In his briefing for the Appalachicola-Chattahoochee-Flint River stakeholder group today, Florida State Climatologist David Zierden noted that the eastern Pacific Ocean is nearly at the threshold for a strong El Nino now and should pass that threshold in the next month. He presented some information about what to expect from a strong El Nino based on composites of weather information from the strongest El Nino events. His summary slide is shown below.
Based on composites from the strongest El Nino years, May and June (top map) were expected to be wetter than normal in Texas and Oklahoma as well as the Southeast. The composite-predicted rainfall has been very accurate for the southern Plains, although not as good for the Southeast, where we are close to normal. In July and August (bottom map), the composite suggests that a pattern shift may occur and that most of the South, including all of the Southeast, could go into a dry spell. Often those dry spells are associated with above normal temperatures. They may also be related to tropical seasons with lower than average activity in El Nino summers.
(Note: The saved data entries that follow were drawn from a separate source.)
//! Gatehouse Core — domain models, error taxonomy, and the repository
//! and cache contracts every other crate builds on.

pub mod cache;
pub mod error;
pub mod models;
pub mod repository;

pub use error::{GatehouseError, GatehouseResult};
//! Tenant domain model.
//!
//! Tenants are the isolation boundary. Deactivating a tenant must stop
//! authorizing every session bound to it as soon as the liveness cache
//! is invalidated or expires.

use chrono::{DateTime, Utc};
use serde::{Deserialize, Serialize};
use uuid::Uuid;

#[derive(Debug, Clone, Serialize, Deserialize)]
pub struct Tenant {
    pub id: Uuid,
    /// Human-readable name.
    pub name: String,
    /// URL-safe unique identifier (e.g. `riverside-towers`).
    pub slug: String,
    pub is_active: bool,
    pub created_at: DateTime<Utc>,
    pub updated_at: DateTime<Utc>,
}

/// Fields required to create a new tenant.
#[derive(Debug, Clone, Serialize, Deserialize)]
pub struct CreateTenant {
    pub name: String,
    pub slug: String,
}

/// Minimal tenant view returned by the accessible-tenant listing.
#[derive(Debug, Clone, Serialize, Deserialize, PartialEq, Eq)]
pub struct TenantSummary {
    pub id: Uuid,
    pub name: String,
    pub slug: String,
}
Since El Nino typically brings rain to most of the Southeast in the winter, David was asked when the change from the late summer dryness to fall and winter wet conditions might occur. He noted that it has occurred as early as early October in 2002, but in most years it is late October into November before the Southeast returns to rainy conditions. Once the transition occurs, however, rainy weather may continue so farmers should watch for those conditions in the fall to help plan harvesting schedules.